O município é regido há mais de trinta décadas pela mesma família política. Ainda que legitimada por sucessivos sufrágios eleitorais, este tão longo apego ao poder não estabelece o patriarca da família como dono da cidade, e muito menos confere ao próprio ou ao seu séquito, o título de propriedade das ruas do burgo. A cidade e respectivas vias continuam e continuarão a ser dos bracarenses. Desenganem-se aqueles que têm agido como se fossem os donos da cidade promovendo “o caciquismo” típico da primeira república portuguesa.
Ao entregar a concessão do estacionamento de superfície aos seus privados, a família reinante está a outorgar o que não lhe pertence e por período de tempo para o qual não tem legitimidade decisória, porquanto o contrato de concessão é de 15 anos e renovável por outros tantos. Saiba-se que o mandato do regente actual termina no final deste ano e o mesmo não poderá candidatar-se a outro subsequente. Com efeito, a família reinante nomeou para a sucessão uma figura altiva e que já afirmou rever-se em quase tudo o que foi feito pelo regente anterior. Nomeadamente, na questão da expansão das máquinas devoradoras de moedas, ou no enterrar de 8,5 milhões de euros num cabouco que se supunha vir a ser uma piscina olímpica.
Mas é verdade que o município permitira a extensão a 99 ruas e não a 100, utilizando para tal a mesma habilidade psicológica do merceeiro que vende o bacalhau a 9,99 euros em vez de 10. Pior, as 99 foram reduzidas para 27 por questões meramente eleitoralistas e visando mitigar a crescente onda de descontentamento das populações.
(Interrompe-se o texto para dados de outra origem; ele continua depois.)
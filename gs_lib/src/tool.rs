//! Building and running command lines for external tools (PLINK, MAGMA, scDRS).

use anyhow::Result;
use log::{debug, info};
use shell_escape::escape;
use std::borrow::Cow;
use std::ffi::OsStr;
use std::fmt::{Display, Formatter};
use std::path::{Path, PathBuf};
use std::process::Command;

/// A command line for an external tool.
#[derive(Debug, Clone, PartialEq, Eq)]
pub struct ToolCommand {
    program: String,
    args: Vec<String>,
}

impl ToolCommand {
    pub fn new(program: &str) -> ToolCommand {
        ToolCommand {
            program: program.to_string(),
            args: Vec::new(),
        }
    }

    /// A bare argument, e.g. `--make-bed` or a subcommand name.
    pub fn arg(mut self, arg: impl AsRef<OsStr>) -> ToolCommand {
        self.args.push(arg.as_ref().to_string_lossy().into_owned());
        self
    }

    /// A flag followed by its value as a separate argument, e.g. `--out prefix`.
    pub fn flag(self, flag: &str, value: impl AsRef<OsStr>) -> ToolCommand {
        self.arg(flag).arg(value)
    }

    pub fn optional_flag<T: Display>(self, flag: &str, value: Option<T>) -> ToolCommand {
        match value {
            Some(v) => self.flag(flag, v.to_string()),
            None => self,
        }
    }

    /// A `key=value` modifier as understood by MAGMA, e.g. `window=35,10`.
    pub fn modifier(self, key: &str, value: impl Display) -> ToolCommand {
        self.arg(format!("{key}={value}"))
    }

    pub fn program(&self) -> &str {
        &self.program
    }

    pub fn args(&self) -> &[String] {
        &self.args
    }

    /// The argument following `flag`, if present.
    pub fn value_of(&self, flag: &str) -> Option<&str> {
        self.args
            .iter()
            .position(|a| a == flag)
            .and_then(|i| self.args.get(i + 1))
            .map(String::as_str)
    }

    /// Path of the `--out` prefix, used by tools that name outputs after it.
    pub fn out_prefix(&self) -> Option<PathBuf> {
        self.value_of("--out").map(PathBuf::from)
    }
}

impl Display for ToolCommand {
    fn fmt(&self, f: &mut Formatter<'_>) -> std::fmt::Result {
        write!(f, "{}", escape(Cow::from(self.program.as_str())))?;
        for arg in &self.args {
            write!(f, " {}", escape(Cow::from(arg.as_str())))?;
        }
        Ok(())
    }
}

/// Outcome of one tool invocation.
#[derive(Debug, Clone, PartialEq, Eq)]
pub struct ToolRun {
    pub command: String,
    pub success: bool,
    pub code: Option<i32>,
    pub stdout: String,
    pub stderr: String,
}

impl ToolRun {
    /// Combined stdout and stderr, for diagnostics.
    pub fn log(&self) -> String {
        match (self.stdout.trim().is_empty(), self.stderr.trim().is_empty()) {
            (_, true) => self.stdout.clone(),
            (true, false) => self.stderr.clone(),
            (false, false) => format!("{}\n{}", self.stdout, self.stderr),
        }
    }

    /// Convert a failed run into a `ToolError::Failed`.
    pub fn check(self) -> Result<ToolRun, ToolError> {
        if self.success {
            Ok(self)
        } else {
            Err(ToolError::Failed {
                log: self.log(),
                code: self.code.map_or_else(|| "signal".to_string(), |c| c.to_string()),
                command: self.command,
            })
        }
    }
}

#[derive(Debug, thiserror::Error)]
pub enum ToolError {
    #[error("Failed to run {program}. Is it installed and on the PATH?")]
    Launch {
        program: String,
        source: std::io::Error,
    },

    #[error("`{command}` exited with status {code}:\n{log}")]
    Failed {
        command: String,
        code: String,
        log: String,
    },

    #[error("{tool} finished but did not produce the expected output {path:?}")]
    MissingOutput { tool: String, path: PathBuf },
}

/// Something that can execute a tool command and report its outcome.
/// A non-zero exit is reported through `ToolRun::success`, not as an Err;
/// Err is reserved for failing to run the command at all.
pub trait ToolRunner {
    fn run(&self, command: &ToolCommand) -> Result<ToolRun>;
}

/// Runs tools as blocking child processes, capturing their output.
#[derive(Debug, Default, Clone, Copy)]
pub struct ProcessRunner;

impl ToolRunner for ProcessRunner {
    fn run(&self, command: &ToolCommand) -> Result<ToolRun> {
        let rendered = command.to_string();
        info!("Running {rendered}");
        let output = Command::new(command.program())
            .args(command.args())
            .output()
            .map_err(|source| ToolError::Launch {
                program: command.program().to_string(),
                source,
            })?;
        let run = ToolRun {
            command: rendered,
            success: output.status.success(),
            code: output.status.code(),
            stdout: String::from_utf8_lossy(&output.stdout).into_owned(),
            stderr: String::from_utf8_lossy(&output.stderr).into_owned(),
        };
        debug!("{} exited with {:?}", command.program(), run.code);
        Ok(run)
    }
}

/// Fail with `ToolError::MissingOutput` unless every path exists.
pub fn ensure_outputs(tool: &str, paths: &[&Path]) -> Result<(), ToolError> {
    for path in paths {
        if !path.exists() {
            return Err(ToolError::MissingOutput {
                tool: tool.to_string(),
                path: path.to_path_buf(),
            });
        }
    }
    Ok(())
}

#[cfg(test)]
mod tests {
    use super::*;

    #[test]
    fn test_command_rendering() {
        let cmd = ToolCommand::new("magma")
            .arg("--annotate")
            .modifier("window", "35,10")
            .flag("--snp-loc", "my snps.tsv")
            .optional_flag::<u32>("--seed", None)
            .flag("--out", "/tmp/w/annot");
        assert_eq!(
            cmd.args(),
            ["--annotate", "window=35,10", "--snp-loc", "my snps.tsv", "--out", "/tmp/w/annot"]
        );
        assert_eq!(
            cmd.to_string(),
            "magma --annotate window=35,10 --snp-loc 'my snps.tsv' --out /tmp/w/annot"
        );
        assert_eq!(cmd.out_prefix(), Some(PathBuf::from("/tmp/w/annot")));
        assert_eq!(cmd.value_of("--bfile"), None);
    }

    #[test]
    fn test_check_failed_run() {
        let run = ToolRun {
            command: "plink --bfile a".into(),
            success: false,
            code: Some(3),
            stdout: "Error: 12 variants with 3+ alleles present.".into(),
            stderr: String::new(),
        };
        let err = run.check().unwrap_err();
        let msg = err.to_string();
        assert!(msg.contains("exited with status 3"), "{msg}");
        assert!(msg.contains("3+ alleles"), "{msg}");
    }

    #[test]
    fn test_process_runner_missing_program() {
        let err = ProcessRunner
            .run(&ToolCommand::new("gwas2sc-definitely-not-a-program"))
            .unwrap_err();
        assert!(matches!(
            err.downcast_ref::<ToolError>(),
            Some(ToolError::Launch { .. })
        ));
    }

    #[cfg(unix)]
    #[test]
    fn test_process_runner_captures_output() -> Result<()> {
        let run = ProcessRunner.run(&ToolCommand::new("sh").arg("-c").arg("echo hi; exit 2"))?;
        assert!(!run.success);
        assert_eq!(run.code, Some(2));
        assert_eq!(run.stdout.trim(), "hi");
        Ok(())
    }
}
Não obstante, o cenário terrífico duma maquineta suga-moedas à porta da casa de cada bracarense é bem real.
A justificação de tentar com esta medida melhorar o trânsito e a mobilidade no centro da cidade é também altamente falaciosa. Primeiro, o plano de expansão das ditas-cujas maquinetas vai muito além do centro da cidade. Segundo, a cidade não dispõe de transportes públicos eficientes e suficientes para fazer os cidadãos preterirem a utilização da viatura própria.
Por conseguinte, à população assiste-lhe o direito de expressar livremente a indignação por este atentado aos direitos cívicos, das formas mais convenientes e de acordo com o ordeiro exercício da cidadania, mesmo correndo o risco de ver o material de contestação retirado pelo corpo municipal de bombeiros, que no tempo de Inverno lhe sombra tempo para acudir a este tipo de ocorrências.

Ele aí está, o primeiro parcómetro da nova era em plena Rua 25 de Abril! Pelo nome da rua, dá vontade de cantar "Braga, cidade morena!". E atentem bem na sua delimitação de segurança: ferros espetados, um deles à altura das crianças - que são muitas naquela zona escolar!